(Beginning of Information supplied)

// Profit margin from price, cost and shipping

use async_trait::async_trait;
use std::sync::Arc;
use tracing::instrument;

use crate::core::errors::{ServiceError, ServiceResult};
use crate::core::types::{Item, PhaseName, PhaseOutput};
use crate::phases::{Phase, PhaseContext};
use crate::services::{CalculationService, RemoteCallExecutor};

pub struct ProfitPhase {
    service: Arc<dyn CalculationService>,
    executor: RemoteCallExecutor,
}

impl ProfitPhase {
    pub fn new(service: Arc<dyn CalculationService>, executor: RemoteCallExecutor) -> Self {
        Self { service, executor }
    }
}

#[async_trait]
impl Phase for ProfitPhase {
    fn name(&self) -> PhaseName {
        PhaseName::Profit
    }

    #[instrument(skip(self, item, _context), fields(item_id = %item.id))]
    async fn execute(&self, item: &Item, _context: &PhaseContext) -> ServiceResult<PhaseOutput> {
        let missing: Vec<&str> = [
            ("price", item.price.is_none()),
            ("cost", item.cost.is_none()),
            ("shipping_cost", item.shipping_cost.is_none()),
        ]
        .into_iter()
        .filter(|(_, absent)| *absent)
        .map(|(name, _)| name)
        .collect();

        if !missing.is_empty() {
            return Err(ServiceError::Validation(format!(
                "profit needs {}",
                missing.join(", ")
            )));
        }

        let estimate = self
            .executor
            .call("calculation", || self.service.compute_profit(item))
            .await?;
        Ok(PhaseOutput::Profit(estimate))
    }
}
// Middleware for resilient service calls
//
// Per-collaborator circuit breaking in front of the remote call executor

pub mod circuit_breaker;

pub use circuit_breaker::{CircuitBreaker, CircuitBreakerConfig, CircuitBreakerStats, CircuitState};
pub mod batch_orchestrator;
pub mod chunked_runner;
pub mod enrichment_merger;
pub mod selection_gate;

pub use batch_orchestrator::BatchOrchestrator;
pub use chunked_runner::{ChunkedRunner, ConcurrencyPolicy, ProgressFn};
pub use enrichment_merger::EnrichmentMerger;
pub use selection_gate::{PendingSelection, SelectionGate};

(End of Information supplied)

Required work: Beginning with the line that contains "pub use batch_orchestrator::BatchOrchestrator;", restate word for word each line through the last one in the data, and write nothing more.

Expected answer:
pub use batch_orchestrator::BatchOrchestrator;
pub use chunked_runner::{ChunkedRunner, ConcurrencyPolicy, ProgressFn};
pub use enrichment_merger::EnrichmentMerger;
pub use selection_gate::{PendingSelection, SelectionGate};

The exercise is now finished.